Looking Beyond Wolverine’s Second Quarter Earnings
Himanshu is a member of The Motley Fool Blog Network -- entries represent the personal opinion of the blogger and are not formally edited.
Here is another retailer which has fallen prey to the European markets' soft demand. Wolverine World Wide (NYSE: WWW) posted lackluster second quarter results that failed to meet analysts’ expectations. But a stellar guidance, boosted by the proposed acquisition of Collective Brands’ (NYSE: PSS) performance and lifestyle business, helped the company appease investors, and the stock surged. Let’s understand what the quarter has in store for us.
Analyzing the Underperformance
Hit hard by the soft retail environment in Europe, revenue for the quarter stood at $312.7 million, flat from last year. Another hiccup for the footwear retailer was higher product prices, which impacted volumes negatively. The price hike was a small measure to fight cost inflation, and it didn’t help Wolverine’s profit much. Even the previous quarter's results were adversely affected by weak European demand, which is now becoming a trend for retailers.
Increasing commodity prices are weighing heavily on retailers and consumers. Wolverine’s peers such as Nike (NYSE: NKE) and Foot Locker (NYSE: FL) have been bearing the pain of sluggish demand in Europe and increased commodity prices. This has hurt their revenue and net income, as consumers aren’t exactly welcoming the price increase.
Coming back to Wolverine, adding to the quarter’s woes were the unfavorable impact of foreign currency translation and costs related to the acquisition of Performance + Lifestyle Group from Collective Brands, a leading lifestyle footwear retailer; the acquisition is expected to be completed in the third quarter.
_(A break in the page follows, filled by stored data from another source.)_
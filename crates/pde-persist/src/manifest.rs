use crate::error::PersistError;
use quick_xml::events::{BytesEnd, BytesStart, Event};
use quick_xml::Writer;
use std::io::Cursor;
use std::path::Path;

#[derive(Debug, Clone)]
pub struct BlockInfo {
    pub name: String,
    pub index: u32,
    pub type_name: String,
    pub nb_rows: u64,
    pub nb_cols: u64,
    pub begin: u64,
    pub end: u64,
}

pub struct RankManifest {
    pub filename: String,
    pub rank: usize,
    pub blocks: Vec<BlockInfo>,
}

/// Writes the `cfbinxml` manifest listing every rank's file and blocks.
/// Block indices are write-order and identical across ranks.
pub fn write_manifest(path: &Path, version: u64, ranks: &[RankManifest]) -> Result<(), PersistError> {
    let mut writer = Writer::new_with_indent(Cursor::new(Vec::new()), b' ', 2);

    let mut root = BytesStart::new("cfbinary");
    root.push_attribute(("version", version.to_string().as_str()));
    writer.write_event(Event::Start(root))?;

    writer.write_event(Event::Start(BytesStart::new("nodes")))?;
    for rank_manifest in ranks {
        let mut node = BytesStart::new("node");
        node.push_attribute(("filename", rank_manifest.filename.as_str()));
        node.push_attribute(("rank", rank_manifest.rank.to_string().as_str()));
        writer.write_event(Event::Start(node))?;

        for block in &rank_manifest.blocks {
            let mut block_el = BytesStart::new("block");
            block_el.push_attribute(("name", block.name.as_str()));
            block_el.push_attribute(("index", block.index.to_string().as_str()));
            block_el.push_attribute(("type_name", block.type_name.as_str()));
            block_el.push_attribute(("nb_rows", block.nb_rows.to_string().as_str()));
            block_el.push_attribute(("nb_cols", block.nb_cols.to_string().as_str()));
            block_el.push_attribute(("begin", block.begin.to_string().as_str()));
            block_el.push_attribute(("end", block.end.to_string().as_str()));
            writer.write_event(Event::Empty(block_el))?;
        }

        writer.write_event(Event::End(BytesEnd::new("node")))?;
    }
    writer.write_event(Event::End(BytesEnd::new("nodes")))?;
    writer.write_event(Event::End(BytesEnd::new("cfbinary")))?;

    let bytes = writer.into_inner().into_inner();
    std::fs::write(path, bytes).map_err(|e| crate::error::PersistError::Io { path: path.display().to_string(), source: e })?;
    Ok(())
}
Some Bright Points to Note…
Though the quarter was not a terrific one, it did come with a silver lining. The footwear giant enjoyed a tax benefit of $0.07 per share, which helped it in offsetting pending acquisition costs to some extent. It also performed well in its outdoor segment, which grew 2.7% to $130.6 million. Its Merrell brand was the strongest among its 12 brands.
Compared to its competitors, Nike and Foot Locker, the Michigan-based company has been less active strategizing its moves to boost sales while its peers are planning new products. But with the close of the PLG acquisition it will add another four strong brands to its kitty. The addition of the Collective Brands unit is expected to be very beneficial for the company, adding 25 to 40 cents in earnings per share.
Moreover, to overcome its dependence on the European market, Wolverine has been expanding its international presence through joint ventures. Its expansion in Columbia and India will prove to be fruitful, since emerging markets will push up revenue for the retailer, along with bringing the benefits of diversification.
All these positive points, backed up by larger orders, have led the company to raise its guidance for the year. It expects revenue to grow 6.4%, clocking between $1.46 billion and $1.50 billion for the year in spite of a weak performance. The earnings outlook is even better, between $2.70 and $2.80 per share, which is a growth of 9% to 13% over the previous year.
Wolverine World Wide has been busy making itself solid and tough so that it can combat economic headwinds. Though this quarter wasn’t a great one for the company, it has a lot of potential. Moreover, its expansion into emerging markets will probably help it to some extent in tiding over Europe’s low demand. This will diversify risk. Lastly, its move to add the lifestyle brand is being looked forward to by all investors. I think it might be the right time to give this stock a thought.